A gentle breeze stirred the white wagon-hood overhead. Sukie, who was tethered near, neighed gently as Mrs. Ranger spoke her name, and came closer to be stroked.

“Is de Cap’n heah?” asked a dusky figure with a child on its hip, as it edged its way between the mare and the wagon-wheel.

“He’s out with the cattle at present. Is there anything I can do for you?”

“Hide me, quick! De houn’s is aftah me, honey. I’ve jes’ waded de crick, and dey’ve lost de trail. Quick, missus; an’ I’ll sarve ye forever!”

The low baying of the bloodhounds proclaimed that they were again on the trail.

“Climb in here! Be quick!” exclaimed Mrs. Ranger, making room for the quaking fugitive. “I’ve never tried to sleep with a nigger and her baby, but I can stand it if I have to,” she said to herself, as the refugee took the place assigned to her.

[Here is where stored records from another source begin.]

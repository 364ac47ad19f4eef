use std::fmt;

use crossterm::event::{KeyCode, KeyEvent, KeyEventKind, KeyModifiers};
use serde::{Deserialize, Serialize};

use crate::geometry::Size;

/// Key symbol delivered to panels.
#[derive(Debug, Clone, Copy, PartialEq, Eq, Hash, Serialize, Deserialize)]
#[serde(tag = "key", content = "char", rename_all = "snake_case")]
pub enum Key {
    Char(char),
    Ctrl(char),
    Enter,
    Esc,
    Tab,
    Backspace,
    Delete,
    Up,
    Down,
    Left,
    Right,
    Home,
    End,
    PageUp,
    PageDown,
}

impl Key {
    /// Keyboard interrupt as seen in raw mode.
    pub const INTERRUPT: Key = Key::Ctrl('c');

    /// Translate a crossterm key event. Releases and unmapped codes produce
    /// `None`.
    pub fn from_event(event: &KeyEvent) -> Option<Self> {
        if event.kind == KeyEventKind::Release {
            return None;
        }

        let key = match event.code {
            KeyCode::Char(ch) if event.modifiers.contains(KeyModifiers::CONTROL) => {
                Key::Ctrl(ch.to_ascii_lowercase())
            }
            KeyCode::Char(ch) => Key::Char(ch),
            KeyCode::Enter => Key::Enter,
            KeyCode::Esc => Key::Esc,
            KeyCode::Tab => Key::Tab,
            KeyCode::Backspace => Key::Backspace,
            KeyCode::Delete => Key::Delete,
            KeyCode::Up => Key::Up,
            KeyCode::Down => Key::Down,
            KeyCode::Left => Key::Left,
            KeyCode::Right => Key::Right,
            KeyCode::Home => Key::Home,
            KeyCode::End => Key::End,
            KeyCode::PageUp => Key::PageUp,
            KeyCode::PageDown => Key::PageDown,
            _ => return None,
        };
        Some(key)
    }
}

impl fmt::Display for Key {
    fn fmt(&self, f: &mut fmt::Formatter<'_>) -> fmt::Result {
        match self {
            Key::Char(ch) => write!(f, "'{ch}'"),
            Key::Ctrl(ch) => write!(f, "Ctrl+{ch}"),
            other => write!(f, "{other:?}"),
        }
    }
}

/// Input delivered by the terminal capability layer.
#[derive(Debug, Clone, Copy, PartialEq, Eq)]
pub enum InputEvent {
    Key(Key),
    Resize(Size),
}

#[cfg(test)]
mod tests {
    use super::*;
    use crossterm::event::KeyEventState;

    fn event(code: KeyCode, modifiers: KeyModifiers, kind: KeyEventKind) -> KeyEvent {
        KeyEvent {
            code,
            modifiers,
            kind,
            state: KeyEventState::NONE,
        }
    }

    #[test]
    fn maps_control_chars() {
        let key = Key::from_event(&event(
            KeyCode::Char('C'),
            KeyModifiers::CONTROL,
            KeyEventKind::Press,
        ));
        assert_eq!(key, Some(Key::INTERRUPT));
    }

    #[test]
    fn drops_releases() {
        let key = Key::from_event(&event(
            KeyCode::Enter,
            KeyModifiers::NONE,
            KeyEventKind::Release,
        ));
        assert_eq!(key, None);
    }

    #[test]
    fn display_is_readable() {
        assert_eq!(Key::Char('y').to_string(), "'y'");
        assert_eq!(Key::PageDown.to_string(), "PageDown");
    }
}
use std::collections::HashMap;
use std::fmt;

use crate::messages::{Command, CommandKind};

/// Hook run before the default handling of a command. Returning `false`
/// suppresses the default handling.
pub type CommandHandler = Box<dyn FnMut(&Command) -> bool + Send>;

/// Per-kind hooks consulted for every inbound command.
#[derive(Default)]
pub struct DispatchTable {
    handlers: HashMap<CommandKind, CommandHandler>,
}

impl DispatchTable {
    pub fn new() -> Self {
        Self::default()
    }

    /// Register `handler` for `kind`, replacing any earlier one.
    pub fn on<F>(mut self, kind: CommandKind, handler: F) -> Self
    where
        F: FnMut(&Command) -> bool + Send + 'static,
    {
        self.insert(kind, handler);
        self
    }

    pub fn insert<F>(&mut self, kind: CommandKind, handler: F)
    where
        F: FnMut(&Command) -> bool + Send + 'static,
    {
        self.handlers.insert(kind, Box::new(handler));
    }

    pub fn remove(&mut self, kind: CommandKind) -> bool {
        self.handlers.remove(&kind).is_some()
    }

    pub fn contains(&self, kind: CommandKind) -> bool {
        self.handlers.contains_key(&kind)
    }

    /// Run the hook for the command's kind. Commands without a hook proceed.
    pub fn proceed(&mut self, command: &Command) -> bool {
        match self.handlers.get_mut(&command.kind()) {
            Some(handler) => handler(command),
            None => true,
        }
    }
}

impl fmt::Debug for DispatchTable {
    fn fmt(&self, f: &mut fmt::Formatter<'_>) -> fmt::Result {
        f.debug_set().entries(self.handlers.keys()).finish()
    }
}

#[cfg(test)]
mod tests {
    use super::*;
    use std::sync::Arc;
    use std::sync::atomic::{AtomicUsize, Ordering};

    #[test]
    fn hooks_can_veto() {
        let seen = Arc::new(AtomicUsize::new(0));
        let counter = Arc::clone(&seen);
        let mut table = DispatchTable::new()
            .on(CommandKind::Ping, move |_| {
                counter.fetch_add(1, Ordering::SeqCst);
                false
            })
            .on(CommandKind::Show, |_| true);

        assert!(!table.proceed(&Command::Ping));
        assert!(table.proceed(&Command::show("a")));
        assert!(table.proceed(&Command::Storing));
        assert_eq!(seen.load(Ordering::SeqCst), 1);

        assert!(table.remove(CommandKind::Ping));
        assert!(table.proceed(&Command::Ping));
    }
}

“What in thunder are you up to now?” asked her husband when he looked in upon his wife and children in the morning and discovered the dusky intruder.

“Trying to help you to circumvent the institution you are so ready to fight, which, as you say, is wrong, and no contingency can make right,” replied his wife, her cheeks and eyes aglow with mingled satisfaction and excitement.